The majority of garlic consumed in the U.S. is imported from China. Supply chains there were interrupted, which has weakened supply and increased prices. The cost of garlic are up 29% from last year during the pandemic, while wholesale prices are up 60% from the start of this year, according to the Wall Street Journal.
Globally, there is a struggle to produce enough garlic. Philippines Agriculture Secretary William Dar told U.S. senators in May that there is a shortage of both onions and garlic in the Philippines. He said the country is trying to boost its domestic production, but it takes time.
As COVID-19 impacts more countries, CEO of Olam Spices Greg Estep previously told Food Dive that orders in March for U.S.-grown onions, garlic and chilies jumped 20% from the previous year.
"The main shift from China to U.S. garlic is due to customers addressing supply chain concerns.
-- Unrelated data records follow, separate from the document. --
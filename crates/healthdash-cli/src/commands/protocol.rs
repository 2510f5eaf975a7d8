use clap::Subcommand;
use healthdash_core::protocol::{maintenance_stage, phase_plan_for_week};
use serde_json::json;

use crate::common::{print_json, CliResult, Globals};

#[derive(Subcommand)]
pub enum ProtocolAction {
    /// Current schedule and phase
    Show,
    /// Plan for a protocol week (default: the active phase's week)
    Week {
        /// 1-based protocol week
        week: Option<u32>,
    },
    /// Relapse-prevention stage after the protocol
    Maintenance {
        /// Whole weeks since the protocol ended (default: since the phase end date)
        #[arg(long)]
        weeks: Option<i64>,
    },
}

pub fn run(globals: &Globals, action: ProtocolAction) -> CliResult {
    match action {
        ProtocolAction::Show => {
            let ctx = globals.context()?;
            let protocol = ctx.store.protocol();
            let today = ctx.now.date();
            let progress = protocol.phase.as_ref().map(|p| {
                json!({
                    "progress_pct": p.progress_pct(today),
                    "days_remaining": p.days_remaining(today),
                })
            });
            print_json(&json!({
                "phase": protocol.phase,
                "progress": progress,
                "doses_per_day": protocol.schedule.doses_per_day(),
                "schedule": protocol.schedule,
            }))
        }
        ProtocolAction::Week { week } => {
            let week = match week {
                Some(week) => week,
                None => {
                    let ctx = globals.context()?;
                    let phase = ctx
                        .store
                        .protocol()
                        .phase
                        .ok_or("no active phase; pass a week number")?;
                    let elapsed = (ctx.now.date() - phase.start_date).num_days().max(0);
                    u32::try_from(elapsed / 7 + 1)?
                }
            };
            print_json(&phase_plan_for_week(week))
        }
        ProtocolAction::Maintenance { weeks } => {
            let weeks = match weeks {
                Some(weeks) => weeks,
                None => {
                    let ctx = globals.context()?;
                    let phase = ctx
                        .store
                        .protocol()
                        .phase
                        .ok_or("no protocol phase recorded; pass --weeks")?;
                    (ctx.now.date() - phase.end_date).num_weeks()
                }
            };
            print_json(&maintenance_stage(weeks))
        }
    }
}
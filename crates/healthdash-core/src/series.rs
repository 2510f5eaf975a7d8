//! Per-date views over raw vitals and sleep records.
//!
//! Records are grouped by their `date` key, missing values are dropped, and
//! several readings for one date (different sources) collapse to their mean.
//! Series are returned newest first.

use std::collections::BTreeMap;

use chrono::NaiveDate;
use serde::Serialize;

use crate::records::{SleepRecord, VitalRecord};

/// Mean of the present values, or `None` when nothing is present.
fn mean(values: &[f64]) -> Option<f64> {
    if values.is_empty() {
        None
    } else {
        Some(values.iter().sum::<f64>() / values.len() as f64)
    }
}

/// One HRV value per date, newest first.
pub fn daily_hrv(vitals: &[VitalRecord]) -> Vec<(NaiveDate, f64)> {
    let mut by_date: BTreeMap<NaiveDate, Vec<f64>> = BTreeMap::new();
    for vital in vitals {
        if let (Some(day), Some(hrv)) = (vital.day(), vital.hrv) {
            by_date.entry(day).or_default().push(hrv);
        }
    }
    by_date
        .into_iter()
        .rev()
        .filter_map(|(day, values)| mean(&values).map(|v| (day, v)))
        .collect()
}

/// Collapsed sleep metrics for one night.
#[derive(Debug, Clone, PartialEq, Serialize)]
pub struct NightSummary {
    pub date: NaiveDate,
    pub total_hours: Option<f64>,
    pub deep_minutes: Option<f64>,
    pub quality: Option<f64>,
}

#[derive(Default)]
struct NightValues {
    total_hours: Vec<f64>,
    deep_minutes: Vec<f64>,
    quality: Vec<f64>,
}

/// One summary per night, newest first. Nights with no usable field at all
/// are left out.
pub fn nightly_sleep(sleep: &[SleepRecord]) -> Vec<NightSummary> {
    let mut by_date: BTreeMap<NaiveDate, NightValues> = BTreeMap::new();
    for night in sleep {
        let Some(day) = night.day() else { continue };
        let values = by_date.entry(day).or_default();
        values.total_hours.extend(night.total_hours);
        values.deep_minutes.extend(night.deep_minutes);
        values.quality.extend(night.quality);
    }
    by_date
        .into_iter()
        .rev()
        .map(|(date, values)| NightSummary {
            date,
            total_hours: mean(&values.total_hours),
            deep_minutes: mean(&values.deep_minutes),
            quality: mean(&values.quality),
        })
        .filter(|n| n.total_hours.is_some() || n.deep_minutes.is_some() || n.quality.is_some())
        .collect()
}

/// Whether the dates are consecutive calendar days, newest first.
pub fn is_consecutive_run(dates: &[NaiveDate]) -> bool {
    dates
        .windows(2)
        .all(|pair| pair[0].pred_opt() == Some(pair[1]))
}
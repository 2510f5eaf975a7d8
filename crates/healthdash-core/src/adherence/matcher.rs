//! Decides whether a scheduled dose was taken.
//!
//! A dose counts as taken when a logged [`DoseRecord`] for the same day has a
//! matching supplement name and was logged within the proximity window of
//! the slot time. Unmatched doses are Missed once the grace period has
//! elapsed and Pending before that.

use chrono::{NaiveDate, NaiveDateTime};
use serde::{Deserialize, Serialize};

use super::status::{DoseState, SupplementStatus};
use crate::protocol::ScheduleSlot;
use crate::records::DoseRecord;
use crate::timing::SlotTiming;

/// How many slot checks one logged dose may satisfy.
#[derive(Debug, Clone, Copy, Default, PartialEq, Eq, Serialize, Deserialize)]
#[serde(rename_all = "snake_case")]
pub enum MatchPolicy {
    /// Every slot check looks at every record independently. A single dose
    /// logged between two slots can satisfy both.
    #[default]
    Lenient,
    /// Checks run in schedule order and each record proves at most one dose.
    ClaimOnce,
}

/// Canonical supplement names and the spellings users log them under.
#[derive(Debug, Clone, PartialEq, Eq, Serialize, Deserialize)]
pub struct AliasEntry {
    pub canonical: String,
    #[serde(default)]
    pub aliases: Vec<String>,
}

/// Case-insensitive substring matcher for supplement names.
#[derive(Debug, Clone, PartialEq, Eq, Serialize, Deserialize)]
pub struct AliasTable {
    entries: Vec<AliasEntry>,
}

impl Default for AliasTable {
    fn default() -> Self {
        let entry = |canonical: &str, aliases: &[&str]| AliasEntry {
            canonical: canonical.to_string(),
            aliases: aliases.iter().map(|a| a.to_string()).collect(),
        };
        Self {
            entries: vec![
                entry("allimax", &["allicin", "garlic"]),
                entry("neem", &[]),
                entry("probiotic", &["boulardii", "megaspore", "sporebiotic"]),
                entry("prokinetic", &["motilpro", "iberogast", "ginger"]),
                entry("berberine", &[]),
                entry("nac", &["n-acetyl"]),
                entry("bismuth", &[]),
                entry("edta", &[]),
            ],
        }
    }
}

impl AliasTable {
    pub fn new(entries: Vec<AliasEntry>) -> Self {
        Self { entries }
    }

    /// Lowercase keywords that identify the scheduled supplement in a log.
    fn keywords(&self, scheduled: &str) -> Vec<String> {
        let scheduled = scheduled.to_lowercase();
        let mut keywords = Vec::new();
        for entry in &self.entries {
            let canonical = entry.canonical.to_lowercase();
            let known = std::iter::once(&canonical)
                .chain(entry.aliases.iter())
                .map(|a| a.to_lowercase())
                .any(|a| !a.is_empty() && scheduled.contains(&a));
            if known {
                keywords.push(canonical);
                keywords.extend(entry.aliases.iter().map(|a| a.to_lowercase()));
            }
        }
        if keywords.is_empty() {
            keywords.push(scheduled);
        }
        keywords.retain(|k| !k.is_empty());
        keywords
    }

    /// Whether a logged supplement name refers to the scheduled one.
    pub fn matches(&self, scheduled: &str, logged: &str) -> bool {
        let logged = logged.to_lowercase();
        self.keywords(scheduled)
            .iter()
            .any(|keyword| logged.contains(keyword.as_str()))
    }
}

/// Matches logged doses against scheduled slots.
#[derive(Debug, Clone, Copy)]
pub struct DoseMatcher<'a> {
    timing: SlotTiming<'a>,
    aliases: &'a AliasTable,
    policy: MatchPolicy,
}

impl<'a> DoseMatcher<'a> {
    pub fn new(timing: SlotTiming<'a>, aliases: &'a AliasTable, policy: MatchPolicy) -> Self {
        Self {
            timing,
            aliases,
            policy,
        }
    }

    pub fn timing(&self) -> SlotTiming<'a> {
        self.timing
    }

    pub fn policy(&self) -> MatchPolicy {
        self.policy
    }

    /// Whether `dose` proves the scheduled supplement for `slot` on `day`.
    fn proves(
        &self,
        slot: &ScheduleSlot,
        supplement: &str,
        dose: &DoseRecord,
        day: NaiveDate,
    ) -> bool {
        if dose.day() != Some(day) || !self.aliases.matches(supplement, &dose.supplement_name) {
            return false;
        }
        let scheduled = NaiveDateTime::new(day, slot.time_of_day);
        let distance = (dose.logged_at - scheduled).abs();
        distance <= self.timing.rules().proximity()
    }

    /// State of one supplement in one slot for `now`'s calendar day.
    ///
    /// This is the single-check form: it ignores whether the proving record
    /// also satisfies another slot.
    pub fn match_status(
        &self,
        slot: &ScheduleSlot,
        supplement: &str,
        todays_doses: &[DoseRecord],
        now: NaiveDateTime,
    ) -> DoseState {
        let today = now.date();
        if todays_doses
            .iter()
            .any(|dose| self.proves(slot, supplement, dose, today))
        {
            DoseState::Taken
        } else if self.timing.has_passed(slot, now) {
            DoseState::Missed
        } else {
            DoseState::Pending
        }
    }

    /// Taken flags for every slot/supplement pair of `day`, in schedule
    /// order, honoring the configured [`MatchPolicy`].
    fn taken_flags(&self, day: NaiveDate, doses: &[DoseRecord]) -> Vec<bool> {
        let day_doses: Vec<&DoseRecord> = doses.iter().filter(|d| d.day() == Some(day)).collect();
        let mut claimed = vec![false; day_doses.len()];
        let mut flags = Vec::new();

        for slot in &self.timing.schedule().slots {
            for supplement in &slot.supplements {
                let taken = match self.policy {
                    MatchPolicy::Lenient => day_doses
                        .iter()
                        .any(|dose| self.proves(slot, &supplement.name, dose, day)),
                    MatchPolicy::ClaimOnce => {
                        let scheduled = NaiveDateTime::new(day, slot.time_of_day);
                        let closest = day_doses
                            .iter()
                            .enumerate()
                            .filter(|(i, dose)| {
                                !claimed[*i] && self.proves(slot, &supplement.name, dose, day)
                            })
                            .min_by_key(|(_, dose)| (dose.logged_at - scheduled).abs());
                        match closest {
                            Some((i, _)) => {
                                claimed[i] = true;
                                true
                            }
                            None => false,
                        }
                    }
                };
                flags.push(taken);
            }
        }
        flags
    }

    /// Number of scheduled doses taken on `day`.
    pub fn taken_count(&self, day: NaiveDate, doses: &[DoseRecord]) -> u32 {
        self.taken_flags(day, doses)
            .into_iter()
            .filter(|taken| *taken)
            .count() as u32
    }

    /// Statuses for every scheduled dose on `day` as seen at `now`.
    pub fn day_statuses(
        &self,
        day: NaiveDate,
        doses: &[DoseRecord],
        now: NaiveDateTime,
    ) -> Vec<SupplementStatus> {
        let flags = self.taken_flags(day, doses);
        let pairs = self
            .timing
            .schedule()
            .slots
            .iter()
            .flat_map(|slot| slot.supplements.iter().map(move |s| (slot, s)));

        pairs
            .zip(flags)
            .map(|((slot, supplement), taken)| {
                let state = if taken {
                    DoseState::Taken
                } else if self.timing.has_passed_on(slot, day, now) {
                    DoseState::Missed
                } else {
                    DoseState::Pending
                };
                SupplementStatus {
                    slot: slot.key.clone(),
                    supplement_name: supplement.name.clone(),
                    state,
                }
            })
            .collect()
    }
}

#[cfg(test)]
mod tests {
    use super::*;
    use crate::protocol::ProtocolSchedule;
    use crate::timing::TimingRules;

    fn day() -> NaiveDate {
        NaiveDate::from_ymd_opt(2024, 3, 10).unwrap()
    }

    fn at(h: u32, m: u32) -> NaiveDateTime {
        day().and_hms_opt(h, m, 0).unwrap()
    }

    fn dose(name: &str, h: u32, m: u32) -> DoseRecord {
        DoseRecord {
            supplement_name: name.to_string(),
            dosage: String::new(),
            logged_at: at(h, m),
            date: "2024-03-10".to_string(),
        }
    }

    #[test]
    fn aliases_match_case_insensitively() {
        let table = AliasTable::default();
        assert!(table.matches("Allimax", "allicin 450mg"));
        assert!(table.matches("Allimax", "ALLIMAX"));
        assert!(table.matches("Probiotic (S. boulardii)", "S. Boulardii"));
        assert!(table.matches("Probiotic (S. boulardii)", "probiotic"));
        assert!(!table.matches("Neem", "Allimax"));
    }

    #[test]
    fn unknown_names_fall_back_to_substring() {
        let table = AliasTable::default();
        assert!(table.matches("Vitamin D", "vitamin d3 5000iu"));
        assert!(!table.matches("Vitamin D", "magnesium"));
    }

    #[test]
    fn taken_requires_name_and_proximity() {
        let schedule = ProtocolSchedule::default_kill_phase();
        let aliases = AliasTable::default();
        let matcher = DoseMatcher::new(
            SlotTiming::new(&schedule, TimingRules::default()),
            &aliases,
            MatchPolicy::Lenient,
        );
        let lunch = schedule.slot("lunch").unwrap();

        let doses = vec![dose("allicin", 14, 30)];
        assert_eq!(matcher.match_status(lunch, "Allimax", &doses, at(15, 0)), DoseState::Taken);
        assert_eq!(matcher.match_status(lunch, "Neem", &doses, at(15, 0)), DoseState::Missed);

        // 3h01m away is outside the proximity window.
        let late = vec![dose("allicin", 15, 1)];
        assert_eq!(matcher.match_status(lunch, "Allimax", &late, at(13, 0)), DoseState::Pending);
    }

    #[test]
    fn doses_from_other_days_do_not_count() {
        let schedule = ProtocolSchedule::default_kill_phase();
        let aliases = AliasTable::default();
        let matcher = DoseMatcher::new(
            SlotTiming::new(&schedule, TimingRules::default()),
            &aliases,
            MatchPolicy::Lenient,
        );
        let lunch = schedule.slot("lunch").unwrap();

        let mut yesterday = dose("Allimax", 12, 0);
        yesterday.date = "2024-03-09".into();
        yesterday.logged_at = yesterday.logged_at - chrono::Duration::days(1);
        assert_eq!(
            matcher.match_status(lunch, "Allimax", &[yesterday], at(12, 30)),
            DoseState::Pending
        );
    }

    #[test]
    fn lenient_policy_lets_one_dose_cover_two_slots() {
        let schedule = ProtocolSchedule::default_kill_phase();
        let aliases = AliasTable::default();
        let matcher = DoseMatcher::new(
            SlotTiming::new(&schedule, TimingRules::default()),
            &aliases,
            MatchPolicy::Lenient,
        );
        // 09:30 is within three hours of both the 07:00 and the 12:00 slot.
        let doses = vec![dose("Allimax", 9, 30)];
        assert_eq!(matcher.taken_count(day(), &doses), 2);
    }

    #[test]
    fn claim_once_policy_uses_each_dose_once() {
        let schedule = ProtocolSchedule::default_kill_phase();
        let aliases = AliasTable::default();
        let matcher = DoseMatcher::new(
            SlotTiming::new(&schedule, TimingRules::default()),
            &aliases,
            MatchPolicy::ClaimOnce,
        );
        let doses = vec![dose("Allimax", 9, 30)];
        assert_eq!(matcher.taken_count(day(), &doses), 1);

        let doses = vec![dose("Allimax", 7, 5), dose("Allimax", 12, 10)];
        assert_eq!(matcher.taken_count(day(), &doses), 2);
    }

    #[test]
    fn day_statuses_cover_every_scheduled_dose() {
        let schedule = ProtocolSchedule::default_kill_phase();
        let aliases = AliasTable::default();
        let matcher = DoseMatcher::new(
            SlotTiming::new(&schedule, TimingRules::default()),
            &aliases,
            MatchPolicy::Lenient,
        );
        let doses = vec![dose("Allimax", 7, 0), dose("Neem", 7, 2), dose("boulardii", 8, 15)];

        let statuses = matcher.day_statuses(day(), &doses, at(12, 30));
        assert_eq!(statuses.len(), 8);
        let states: Vec<DoseState> = statuses.iter().map(|s| s.state).collect();
        assert_eq!(
            states,
            vec![
                DoseState::Taken,
                DoseState::Taken,
                DoseState::Taken,
                DoseState::Pending,
                DoseState::Pending,
                DoseState::Pending,
                DoseState::Pending,
                DoseState::Pending,
            ]
        );
    }
}
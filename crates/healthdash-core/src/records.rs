//! Logged health records as delivered by the data-access layer.
//!
//! Records arrive from JSON exports where numeric fields are sometimes
//! numbers, sometimes strings and sometimes missing. Every numeric field is
//! coerced through [`lenient`] so a missing or garbled value stays `None`
//! and is excluded downstream instead of turning into `0`.

use chrono::{NaiveDate, NaiveDateTime};
use serde::{Deserialize, Serialize};

use crate::error::ValidationError;

/// Parse a record's `date` partition key.
///
/// Accepts `YYYY-MM-DD`, tolerating a trailing time component
/// (`2024-01-05T08:00:00Z`) which is dropped.
pub fn record_date(raw: &str) -> Option<NaiveDate> {
    let trimmed = raw.trim();
    let day = trimmed.split(['T', ' ']).next().unwrap_or(trimmed);
    NaiveDate::parse_from_str(day, "%Y-%m-%d").ok()
}

/// Strict `YYYY-MM-DD` parse for dates supplied on the command line.
pub fn parse_date(raw: &str) -> Result<NaiveDate, ValidationError> {
    NaiveDate::parse_from_str(raw.trim(), "%Y-%m-%d")
        .map_err(|_| ValidationError::InvalidDate(raw.to_string()))
}

/// A supplement intake logged by the user.
#[derive(Debug, Clone, PartialEq, Serialize, Deserialize)]
pub struct DoseRecord {
    pub supplement_name: String,
    #[serde(default)]
    pub dosage: String,
    /// Local wall-clock time the dose was logged.
    pub logged_at: NaiveDateTime,
    /// Calendar day (`YYYY-MM-DD`) the dose belongs to.
    pub date: String,
}

impl DoseRecord {
    pub fn day(&self) -> Option<NaiveDate> {
        record_date(&self.date)
    }
}

/// One day's vitals from a single source.
#[derive(Debug, Clone, Default, PartialEq, Serialize, Deserialize)]
pub struct VitalRecord {
    pub date: String,
    #[serde(default, deserialize_with = "lenient::f64")]
    pub hrv: Option<f64>,
    #[serde(default, deserialize_with = "lenient::f64")]
    pub rhr: Option<f64>,
    #[serde(default, deserialize_with = "lenient::f64")]
    pub blood_oxygen: Option<f64>,
    #[serde(default, deserialize_with = "lenient::f64")]
    pub respiratory_rate: Option<f64>,
    #[serde(default, deserialize_with = "lenient::f64")]
    pub heart_rate: Option<f64>,
    #[serde(default)]
    pub source: Option<String>,
}

impl VitalRecord {
    pub fn day(&self) -> Option<NaiveDate> {
        record_date(&self.date)
    }
}

/// One night of sleep.
#[derive(Debug, Clone, Default, PartialEq, Serialize, Deserialize)]
pub struct SleepRecord {
    pub date: String,
    #[serde(default, alias = "sleep_hours", deserialize_with = "lenient::f64")]
    pub total_hours: Option<f64>,
    #[serde(default, alias = "deep_sleep_minutes", deserialize_with = "lenient::f64")]
    pub deep_minutes: Option<f64>,
    #[serde(default, deserialize_with = "lenient::f64")]
    pub rem_minutes: Option<f64>,
    #[serde(default, deserialize_with = "lenient::f64")]
    pub core_minutes: Option<f64>,
    #[serde(default, deserialize_with = "lenient::f64")]
    pub awake_minutes: Option<f64>,
    /// Subjective quality, 1-10.
    #[serde(default, alias = "sleep_quality", deserialize_with = "lenient::f64")]
    pub quality: Option<f64>,
    #[serde(default)]
    pub source: Option<String>,
}

impl SleepRecord {
    pub fn day(&self) -> Option<NaiveDate> {
        record_date(&self.date)
    }
}

/// A logged symptom.
#[derive(Debug, Clone, Default, PartialEq, Serialize, Deserialize)]
pub struct SymptomRecord {
    pub date: String,
    #[serde(rename = "type")]
    pub symptom_type: String,
    /// 0-10; anything outside that range is dropped at parse time.
    #[serde(default, deserialize_with = "lenient::severity")]
    pub severity: Option<u8>,
    #[serde(default)]
    pub time: Option<String>,
    #[serde(default)]
    pub notes: Option<String>,
}

impl SymptomRecord {
    pub fn day(&self) -> Option<NaiveDate> {
        record_date(&self.date)
    }
}

/// Reaction recorded against a meal.
#[derive(Debug, Clone, Copy, PartialEq, Eq, Serialize, Deserialize)]
#[serde(rename_all = "lowercase")]
pub enum MealReaction {
    None,
    Mild,
    Bad,
}

/// A logged meal.
#[derive(Debug, Clone, PartialEq, Serialize, Deserialize)]
pub struct MealRecord {
    pub date: String,
    #[serde(default)]
    pub meal_type: Option<String>,
    /// Comma-separated food list as typed by the user.
    #[serde(default)]
    pub foods: String,
    #[serde(default)]
    pub reaction: Option<MealReaction>,
}

/// A logged die-off (Herxheimer) episode.
#[derive(Debug, Clone, Default, PartialEq, Serialize, Deserialize)]
pub struct DieoffEpisode {
    pub date: String,
    /// 0-10, parsed like symptom severity.
    #[serde(default, deserialize_with = "lenient::severity")]
    pub severity: Option<u8>,
    #[serde(default)]
    pub symptoms: Vec<String>,
    #[serde(default)]
    pub notes: Option<String>,
}

impl DieoffEpisode {
    pub fn day(&self) -> Option<NaiveDate> {
        record_date(&self.date)
    }
}

/// Serde helpers that coerce loosely typed JSON into optional numbers.
pub mod lenient {
    use serde::{Deserialize, Deserializer};

    #[derive(Deserialize)]
    #[serde(untagged)]
    enum Loose {
        Number(f64),
        Text(String),
        Other(serde_json::Value),
    }

    /// Coerce a number, numeric string, `null` or anything else into
    /// `Option<f64>`. Non-numeric input becomes `None`, never `0`.
    pub fn f64<'de, D>(deserializer: D) -> Result<Option<f64>, D::Error>
    where
        D: Deserializer<'de>,
    {
        let raw = Option::<Loose>::deserialize(deserializer)?;
        Ok(raw.and_then(|value| match value {
            Loose::Number(n) => Some(n),
            Loose::Text(s) => parse_number(&s),
            Loose::Other(_) => None,
        })
        .filter(|n| n.is_finite()))
    }

    /// Like [`f64`] but restricted to whole numbers in 0..=10.
    pub fn severity<'de, D>(deserializer: D) -> Result<Option<u8>, D::Error>
    where
        D: Deserializer<'de>,
    {
        let value = f64(deserializer)?;
        Ok(value
            .filter(|n| n.fract() == 0.0 && (0.0..=10.0).contains(n))
            .map(|n| n as u8))
    }

    /// Parse a trimmed numeric string; empty or garbled text yields `None`.
    pub fn parse_number(raw: &str) -> Option<f64> {
        let trimmed = raw.trim();
        if trimmed.is_empty() {
            return None;
        }
        trimmed.parse::<f64>().ok().filter(|n| n.is_finite())
    }
}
However, we are seeing a large number of businesses who were sourcing garlic primarily from China, who are now looking to move some portion of their purchases to the U.S. as a contingency," he said in an email. "We believe that many customers will continue to stick with U.S. garlic in the longer term instead of relying on China as their single source."
With more trouble globally, more manufacturers may look to source their ingredients closer to home in the future.
Christopher Ranch in Gilroy, California told the Mercury News that its demand for garlic jumped 60%. The farm sells to grocery stores, restaurants and industrial buyers, but as quarantines started, the company went from selling 500,000 pounds of garlic a week to 800,000 pounds.
Baking bread became a common past time for consumers over the last several months.
From sourdough to focaccia, pictures of homemade bread spread across social media during lockdowns. Those pictures inspired more and more shoppers to give bread making a try, causing demand for ingredients like flour and yeast to skyrocket past capacity.
Sales for baking yeast were up 258.5% compared to last year for the week ending May 23, according to Nielsen data emailed to Food Dive. As sales jumped, consumers started to complain about empty shelves and shortages of dry yeast.
Robb MacKie, CEO of the American Bakers Association, told Slate in April that the industry was not prepared for the run on yeast because there's usually a lull in demand for bread products and ingredients in the first quarter of the year, while the peak typically comes during the holiday season at the end of the year.
There is also a concern about workers getting sick when processing the product. Yeast plants have implemented more health measures for their employees. MacKie said facilities have been doing temperature checks, installing plexiglass shields and distributing PPE, similar to many other food processing facilities in the U.S.
"We need to keep these plants operational and protect the employees," MacKie said. "We are worried."